COCOBOD’s assertion that its distribution of 60 million seedlings annually since 2013 has been sufficient to support increased production is questionable.
“The hard truth is that an estimate of between 60 and 70 percent of those seedlings procured for distribution to cocoa farmers have not actually supported increased production because COCOBOD failed to follow up with the requisite technical and financial support services that would have ensured the efficient and effective use of the seedlings distributed.
“The result has been substantial financial loss to the state. At the barest minimum, the loss of effectiveness of one third of the seedlings procured at GHc2 per seedling translates into a financial waste of some GHc80 million. Add another 20 percent of this as wasted cost of handling, transport storage etc and the loss to the state annually amounts to GHc96 million.
“However, if the loss to the state is computed on the basis of potential export revenues foregone, rather than input expenditure wasted, then the losses increase exponentially into the region of hundreds of millions of US dollars annually.”
ADI also called for support for cocoa farmers by the state to be provided in a holistic manner that addresses the challenges of every cocoa farmer in Ghana, adding that simply providing seedlings and fertilizers to some of them fell far short of optimal.
“We therefore propose that the new government adopts a strategy of applying Key Performance Indicators for each stage of the production chain, from planting right through to harvesting.
This proposed process would start from establishing an accurate, up-to-date database which identifies each cocoa farmer, location of each cocoa farm and size of land under cultivation, as well as a physical and topological map of each farm.

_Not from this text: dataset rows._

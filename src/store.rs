//! Global Application State Store
//!
//! Uses Leptos reactive_stores for fine-grained reactivity. All mutations
//! go through [`TrackerStore`], which records undo snapshots and writes
//! every change through to local storage.

use leptos::prelude::*;
use reactive_stores::Store;

use crate::history::UndoHistory;
use crate::models::{PersistedState, Tracker, TrackerChanges};
use crate::storage;

/// Global application state with field-level reactivity
#[derive(Clone, Debug, Default, Store)]
pub struct AppState {
    /// All trackers, in display/insertion order
    pub trackers: Vec<Tracker>,
    /// Dark mode flag; persisted but never part of undo history
    pub dark: bool,
}

/// Handle to the app state, its undo history, and the id counter.
///
/// `Copy`, so components can move it into event closures freely.
#[derive(Clone, Copy)]
pub struct TrackerStore {
    state: Store<AppState>,
    history: StoredValue<UndoHistory>,
    next_id: StoredValue<u64>,
}

impl TrackerStore {
    /// Build the store from whatever local storage holds, falling back to
    /// an empty tracker set in light mode.
    pub fn new() -> Self {
        let PersistedState { trackers, dark } = storage::load();
        let next_id = trackers.iter().map(|t| t.id + 1).max().unwrap_or(1);
        Self {
            state: Store::new(AppState { trackers, dark }),
            history: StoredValue::new(UndoHistory::default()),
            next_id: StoredValue::new(next_id),
        }
    }

    // ========================
    // Reactive Accessors
    // ========================

    pub fn trackers(&self) -> Vec<Tracker> {
        self.state.trackers().get()
    }

    pub fn dark(&self) -> bool {
        self.state.dark().get()
    }

    /// Read one tracker's fields reactively; None once it is gone.
    pub fn with_tracker<T>(&self, id: u64, f: impl FnOnce(&Tracker) -> T) -> Option<T> {
        self.state.trackers().read().iter().find(|t| t.id == id).map(f)
    }

    /// Untracked copy of the tracker list, for export and persistence.
    pub fn trackers_untracked(&self) -> Vec<Tracker> {
        self.state.trackers().get_untracked()
    }

    // ========================
    // Mutations
    // ========================

    /// Append a fresh tracker with the next id.
    pub fn add_tracker(&self) {
        self.snapshot();
        let id = self.next_id.get_value();
        self.next_id.set_value(id + 1);
        self.state.trackers().write().push(Tracker::new(id));
        self.persist();
    }

    /// Merge a partial edit into the tracker with the given id. An unknown
    /// id is a no-op, but the history entry is recorded either way.
    pub fn update_tracker(&self, id: u64, changes: TrackerChanges) {
        self.snapshot();
        if let Some(tracker) = self.state.trackers().write().iter_mut().find(|t| t.id == id) {
            tracker.apply(&changes);
        }
        self.persist();
    }

    /// Remove the tracker with the given id; no-op when absent.
    pub fn remove_tracker(&self, id: u64) {
        self.snapshot();
        self.state.trackers().write().retain(|t| t.id != id);
        self.persist();
    }

    /// Restore the tracker list to the most recent snapshot. No-op on an
    /// empty history. Dark mode is left as it is.
    pub fn undo(&self) {
        let Some(snapshot) = self.history.write_value().pop() else {
            return;
        };
        self.state.trackers().set(snapshot);
        self.persist();
    }

    /// Drop all trackers, the undo history, and the persisted slot.
    /// Callers gate this behind an explicit confirmation.
    pub fn reset_all(&self) {
        self.state.trackers().set(Vec::new());
        self.history.write_value().clear();
        storage::clear();
    }

    /// Replace the tracker list wholesale with an imported set.
    pub fn import_trackers(&self, trackers: Vec<Tracker>) {
        self.snapshot();
        let next_id = trackers.iter().map(|t| t.id + 1).max().unwrap_or(1);
        if next_id > self.next_id.get_value() {
            self.next_id.set_value(next_id);
        }
        self.state.trackers().set(trackers);
        self.persist();
    }

    /// Flip dark mode. Persisted, but never recorded in undo history.
    pub fn toggle_dark(&self) {
        let dark = !self.state.dark().get_untracked();
        self.state.dark().set(dark);
        self.persist();
    }

    // ========================
    // Internals
    // ========================

    fn snapshot(&self) {
        let current = self.state.trackers().get_untracked();
        self.history.write_value().push(current);
    }

    fn persist(&self) {
        storage::save(&PersistedState {
            trackers: self.state.trackers().get_untracked(),
            dark: self.state.dark().get_untracked(),
        });
    }
}

/// Get the tracker store from context
pub fn use_tracker_store() -> TrackerStore {
    expect_context::<TrackerStore>()
}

Using this information, the state would be well positioned to make provision for suitable new, climate-smart technologies across various processes such as mulching practices and pre-planting of plantain suckers one year in advance.

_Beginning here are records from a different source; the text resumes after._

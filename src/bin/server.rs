use rimagen::{logger, BedrockClient, BedrockConfig, ServerConfig};

#[actix_web::main]
async fn main() -> std::io::Result<()> {
    match dotenv::dotenv() {
        Ok(_) => {}
        Err(_) => eprintln!("No .env file found, using system environment variables"),
    }

    logger::init().expect("logger init failed");

    let bedrock_config = BedrockConfig::from_env();
    if bedrock_config.access_key.is_none() {
        log::warn!("No explicit AWS credentials configured, using default credential chain");
    }

    let client = BedrockClient::new(bedrock_config)
        .await
        .map_err(|e| std::io::Error::new(std::io::ErrorKind::Other, e.to_string()))?;

    rimagen::server::run(ServerConfig::from_env(), client).await
}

“Equally important are strategies to protect cocoa farms from diseases such as mistletoe which have been ravaging them in recent years. This requires the resumption of effective mass spraying services. Also, since most cocoa farms in Ghana are aged, they require automated pruning and support services.
Credit to farmers
Financial service support for farmers also needs to be improved. In this regard, basic credit to farmers is imperative to enable them meet labour and production input costs. In view of the well documented difficulties in accessing agricultural finance, there is the urgent need to avail cocoa farms of agricultural insurance, which would make access to credit easier by protecting lenders against credit risk.”